Me pongo de pie, abro paso, yo no se si
decirle Don Ernest, su excelencia centurión o como le va romano, le sonrío y le
enseño la silla, él toma asiento, lo
atienden como a todo un centurión, no ordena, es como si el mesero ya supiera
qué quiere su cliente, le traen vino, pan, un poco de queso y al instante un
plato de “Bombolotti alla Matriciana”, al mismo tiempo yo estoy terminando mi
segundo plato, reparo de nuevo en el menú por si hay un postre de mi apetencia
o si me decido por un expreso con grapa, dosis que ha hecho la vida más hermosa
en mi recorrido por Italia.
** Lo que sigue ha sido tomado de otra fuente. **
//! Result channels back to waiting callers.

use tokio::sync::mpsc;
use tracing::{debug, trace};

use super::{CallbackId, PluginResult};

/// Channel through which a single caller receives plugin results.
///
/// Implementations must not block; the session calls `send` from its
/// serialized event loop.
pub trait CallbackContext: Send + Sync {
    /// Identity of the caller, used to tell a repeated start from the same
    /// caller apart from a different one.
    fn id(&self) -> CallbackId;

    /// Deliver one result. A caller that has gone away is not an error.
    fn send(&self, result: PluginResult);

    /// Whether the caller has gone away for good.
    fn is_closed(&self) -> bool {
        false
    }
}

/// Callback context backed by an unbounded tokio channel.
#[derive(Debug, Clone)]
pub struct ChannelCallback {
    id: CallbackId,
    tx: mpsc::UnboundedSender<PluginResult>,
}

impl ChannelCallback {
    /// Create a callback and the receiver its results arrive on.
    pub fn new() -> (Self, mpsc::UnboundedReceiver<PluginResult>) {
        let (tx, rx) = mpsc::unbounded_channel();
        (
            Self {
                id: CallbackId::new(),
                tx,
            },
            rx,
        )
    }
}

impl CallbackContext for ChannelCallback {
    fn id(&self) -> CallbackId {
        self.id
    }

    fn send(&self, result: PluginResult) {
        trace!(callback = %self.id, status = ?result.status, "sending result");
        if self.tx.send(result).is_err() {
            debug!(callback = %self.id, "caller dropped, result discarded");
        }
    }

    fn is_closed(&self) -> bool {
        self.tx.is_closed()
    }
}
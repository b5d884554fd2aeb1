//! Result payloads delivered to waiting callers.

use serde::{Deserialize, Serialize};

use crate::sensor::SensorStatus;

/// Message shown when no ambient temperature sensor is present.
pub const NO_SENSORS_MESSAGE: &str = "No sensors found";

/// Message shown when a start attempt produced no reading in time.
pub const START_TIMEOUT_MESSAGE: &str = "Thermometer could not be started.";

/// Message shown to a caller replaced by a newer start request.
pub const SUPERSEDED_MESSAGE: &str = "Superseded by a newer start request.";

/// Outcome class of a delivered result.
#[derive(Debug, Clone, Copy, PartialEq, Eq, Serialize, Deserialize)]
#[serde(rename_all = "snake_case")]
pub enum ResultStatus {
    /// Acknowledgement with no payload.
    NoResult,
    Ok,
    Error,
}

/// An accepted temperature reading as seen by the caller.
#[derive(Debug, Clone, Copy, PartialEq, Serialize)]
pub struct Temperature {
    /// Degrees Celsius.
    pub val: f32,
    /// Milliseconds since the Unix epoch when the reading was accepted.
    pub timestamp: i64,
}

/// Failure payload.
#[derive(Debug, Clone, PartialEq, Eq, Serialize)]
pub struct FailureInfo {
    pub code: i32,
    pub message: String,
}

impl FailureInfo {
    pub fn new(code: i32, message: impl Into<String>) -> Self {
        Self {
            code,
            message: message.into(),
        }
    }

    /// A start failure with the given message.
    pub fn failed_to_start(message: impl Into<String>) -> Self {
        Self::new(SensorStatus::FailedToStart.code(), message)
    }
}

/// Payload carried by a [`PluginResult`].
#[derive(Debug, Clone, PartialEq, Serialize)]
#[serde(untagged)]
pub enum ResultMessage {
    Temperature(Temperature),
    Failure(FailureInfo),
    Empty,
}

/// A single result sent to a caller.
#[derive(Debug, Clone, PartialEq, Serialize)]
pub struct PluginResult {
    pub status: ResultStatus,
    pub keep_callback: bool,
    pub message: ResultMessage,
}

impl PluginResult {
    /// An acknowledgement that carries nothing and keeps the channel open.
    pub fn no_result() -> Self {
        Self {
            status: ResultStatus::NoResult,
            keep_callback: true,
            message: ResultMessage::Empty,
        }
    }

    /// A reading; more may follow.
    pub fn success(reading: Temperature) -> Self {
        Self {
            status: ResultStatus::Ok,
            keep_callback: true,
            message: ResultMessage::Temperature(reading),
        }
    }

    /// A failure; the channel stays open so a later start can reuse it.
    pub fn failure(info: FailureInfo) -> Self {
        Self {
            status: ResultStatus::Error,
            keep_callback: true,
            message: ResultMessage::Failure(info),
        }
    }

    /// Override whether more results may follow.
    pub fn with_keep_callback(mut self, keep: bool) -> Self {
        self.keep_callback = keep;
        self
    }

    pub fn is_ok(&self) -> bool {
        self.status == ResultStatus::Ok
    }

    pub fn is_error(&self) -> bool {
        self.status == ResultStatus::Error
    }

    pub fn temperature(&self) -> Option<&Temperature> {
        match &self.message {
            ResultMessage::Temperature(t) => Some(t),
            _ => None,
        }
    }

    pub fn failure_info(&self) -> Option<&FailureInfo> {
        match &self.message {
            ResultMessage::Failure(f) => Some(f),
            _ => None,
        }
    }
}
Estaba en esas cuando el personaje se me queda
mirando y me dice que de que parte de España soy y le digo que de la parte de
Colombia y se sorprende, - ¿un colombiano?, nunca había estado con un
colombiano en la misma mesa -, dijo con una voz que no se parecía en nada a la
de los romanos que yo conocía en las famosas cartas de San Pablo, así que con
mucho esfuerzo de mi parte e introduciendo por momentos frases al traductor del
celular, pude tener mi primera conversación profunda con un romano de verdad.
Habló de la guerra, pidió mas vino, me
enseñó su alma en la conversación, agradeció mi visita, dijo que Italia era un
país de gente humilde, que en la mesa se resuelve la vida, nos quedó del pasado
su peso, el portento de una ilustración que terminó cegándonos, la escasez
reina aún en los grandes castillos; sin dejar de hablar va trenzando en su
tenedor de manera magistral unos hilos de su pasta y me ofrece diciendo, -
Quiero que pruebe, esta es comida de pobre, pero es la que nos ha permitido a
los Italianos no desfallecer de hambre pues la pasta nunca falta si se
comparte, pruebe usted este sabor para que no olvide que los pobres cuando
comemos acompañados, la comida sabe mejor. -. Con lágrimas en los ojos recibí
el tenedor y comí de su plato, aquel inmenso gesto me conmovió y esclareció la
gracia de las palabras: “Tomad y comed todos de este pan”.
En aquel estado de agnición comprendí
que aquel había sido el motivo de mi viaje, ni San Pedro con su mercado de
indulgencias, ni Florencia en su esplendor, ni Venecia con sus manías
acuáticas, superaron el acto de aquel hombre nada común, los hechos que cambian
nuestra vida suelen venir de las personas que nos ofrecen la posibilidad de
acercarnos un poco a eso que nos queremos parecer.